Frank Wetzel, former Journal American editor from 1978-'87. (AP Photo/Doug Esser)
Erica Hall worked at the Journal until the last day. (AP Photo/Doug Esser)
Sherry Grindeland, who worked on earlier incarnations of the paper before it went daily, and off-and-on until 1996. (AP Photo/Doug Esser)
Art Thiel worked at the paper when it was still the Journal American in the 1970s. (AP Photo/Doug Esser)
Terry Tazioli worked at the Journal American in the 1970s. (AP Photo/Doug Esser)
Death of a newspaper.

The mourners came to pay their respects to the King County Journal.

The suburban Seattle daily newspaper -- in which the 200 former employees who gathered had invested part of their lives -- couldn't survive the general decline in the industry, the rise of the Internet, the lack of young readers.

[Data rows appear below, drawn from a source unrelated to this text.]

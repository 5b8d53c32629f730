// [libs/core/wire/src/message.rs]
/*!
 * =================================================================
 * APARATO: WIRE MESSAGE UNION (V4.1)
 * CLASIFICACIÓN: PROTOCOL CORE (ESTRATO L1)
 * RESPONSABILIDAD: UNIÓN ETIQUETADA DE MENSAJES DEL PROTOCOLO
 * =================================================================
 */

use josh_domain_models::OutputDatum;

/// Mensaje clasificado del protocolo de línea.
///
/// `Ignored` cubre líneas en blanco, comentarios y el marcador de
/// réplica vacío `[n]`; nunca se retransmite.
#[derive(Debug, Clone, PartialEq)]
pub enum WireMessage {
    /// Registro de datos de una réplica.
    Datum { replicate: u32, datum: OutputDatum },
    /// Latido de progreso; el paso es absoluto, no un delta.
    Progress { replicate: u32, step: i64 },
    /// Fin del flujo de una réplica.
    End { replicate: u32 },
    /// Fallo reportado por el par remoto; la réplica es opcional.
    Error {
        replicate: Option<u32>,
        message: String,
    },
    /// Línea benigna sin contenido de protocolo.
    Ignored,
}

impl WireMessage {
    /// Réplica portada por el mensaje, si este la referencia.
    pub fn replicate(&self) -> Option<u32> {
        match self {
            WireMessage::Datum { replicate, .. }
            | WireMessage::Progress { replicate, .. }
            | WireMessage::End { replicate } => Some(*replicate),
            WireMessage::Error { replicate, .. } => *replicate,
            WireMessage::Ignored => None,
        }
    }

    /// Reescribe el campo de réplica. El despachador líder-local es la
    /// fuente de verdad del índice: el trabajador siempre reporta 0.
    pub fn with_replicate(self, true_replicate_index: u32) -> Self {
        match self {
            WireMessage::Datum { datum, .. } => WireMessage::Datum {
                replicate: true_replicate_index,
                datum,
            },
            WireMessage::Progress { step, .. } => WireMessage::Progress {
                replicate: true_replicate_index,
                step,
            },
            WireMessage::End { .. } => WireMessage::End {
                replicate: true_replicate_index,
            },
            WireMessage::Error { message, .. } => WireMessage::Error {
                replicate: Some(true_replicate_index),
                message,
            },
            WireMessage::Ignored => WireMessage::Ignored,
        }
    }
}
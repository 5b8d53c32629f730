// [libs/infra/dispatch/src/cancel.rs]
/*!
 * =================================================================
 * APARATO: COOPERATIVE CANCEL SIGNAL (V4.0)
 * CLASIFICACIÓN: INFRASTRUCTURE ADAPTER (ESTRATO L3)
 * RESPONSABILIDAD: SEÑAL DE ABORTO COOPERATIVO ENTRE TAREAS
 * =================================================================
 */

use std::sync::atomic::{AtomicBool, Ordering};
use std::sync::Arc;

/// Señal de cancelación compartida entre el llamador y las tareas de
/// despacho. Cooperativa pero pronta: cada tarea la consulta antes de
/// arrancar y en cada línea recibida.
#[derive(Debug, Clone, Default)]
pub struct CancelSignal {
    triggered_flag: Arc<AtomicBool>,
}

impl CancelSignal {
    pub fn new() -> Self {
        Self::default()
    }

    pub fn trigger(&self) {
        self.triggered_flag.store(true, Ordering::SeqCst);
    }

    pub fn is_triggered(&self) -> bool {
        self.triggered_flag.load(Ordering::SeqCst)
    }
}
// [libs/infra/dispatch/src/lib.rs]
/*!
 * =================================================================
 * APARATO: DISTRIBUTED DISPATCH CORE (V4.0 - GOLD MASTER)
 * CLASIFICACIÓN: INFRASTRUCTURE ADAPTER (ESTRATO L3)
 * RESPONSABILIDAD: COORDINACIÓN DE RÉPLICAS SOBRE TRABAJADORES HTTP
 *
 * VISION HIPER-HOLÍSTICA:
 * 1. SYMMETRIC STRATEGIES: El líder local y el líder remoto son dos
 *    implementaciones del mismo contrato de ejecución; el reductor
 *    compartido no distingue quién coordinó las réplicas.
 * 2. BOUNDED EVERYTHING: Concurrencia acotada por K, canal de fusión
 *    acotado con contrapresión hacia los lectores HTTP, timeouts de
 *    conexión y de petición completos.
 * 3. FIRST ERROR WINS: El primer fallo cancela a los pares en vuelo
 *    y emerge intacto hasta el conductor del lote.
 * =================================================================
 */

pub mod cancel;
pub mod driver;
pub mod endpoint;
pub mod errors;
pub mod local_leader;
pub mod offload;
pub mod progress;
pub mod reducer;
pub mod task_board;
pub mod transport;

pub use cancel::CancelSignal;
pub use driver::{run_batch, BatchRunConfig, JobEnvironment, JobExecutionReport};
pub use endpoint::{normalize_endpoint, preflight_api_key, EndpointPlan, PUBLIC_CLOUD_ENDPOINT};
pub use errors::DispatchFault;
pub use local_leader::LocalLeaderDispatcher;
pub use offload::OffloadLeaderStrategy;
pub use progress::{ProgressCalculator, ProgressListener, ProgressUpdate, TracingProgressListener};
pub use reducer::ResponseReducer;
pub use task_board::{TaskPhaseBoard, WorkerTaskPhase};
pub use transport::{
    ExecutionStrategy, HttpTransportConfig, HttpWorkerTransport, ScriptedWorkerTransport,
    WireLineStream, WorkerCallContext, WorkerTransport,
};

Some of the bereaved held up copies of the last printing, which ran on Jan. 21 with the headline: "FINAL EDITION."

While they called this event on a recent Sunday afternoon a "wake," it turned out more like a high school reunion, with former co-workers snacking on appetizers and renewing acquaintances. Most of the wakers had already moved on; only a few had ridden it all the way down as circulation declined from 47,000 in 2003 to 39,000 at the time of its demise.

The Kent-based paper, which traced its roots back to the 1889 Slaughter Sun in Auburn, was sold in November to Black Press Ltd., of Victoria, B.C. Owner David Black decided to shut it down and focus on weekly papers he also bought in the Seattle suburbs.

But what really killed the King County Journal? Was it cable TV and the Internet? Jon Stewart and CNN? Bloggers?

Doug Esser asked former employees who had gathered that very question. And the irony is not lost that you can hear their voices here, in this asap ... podcast.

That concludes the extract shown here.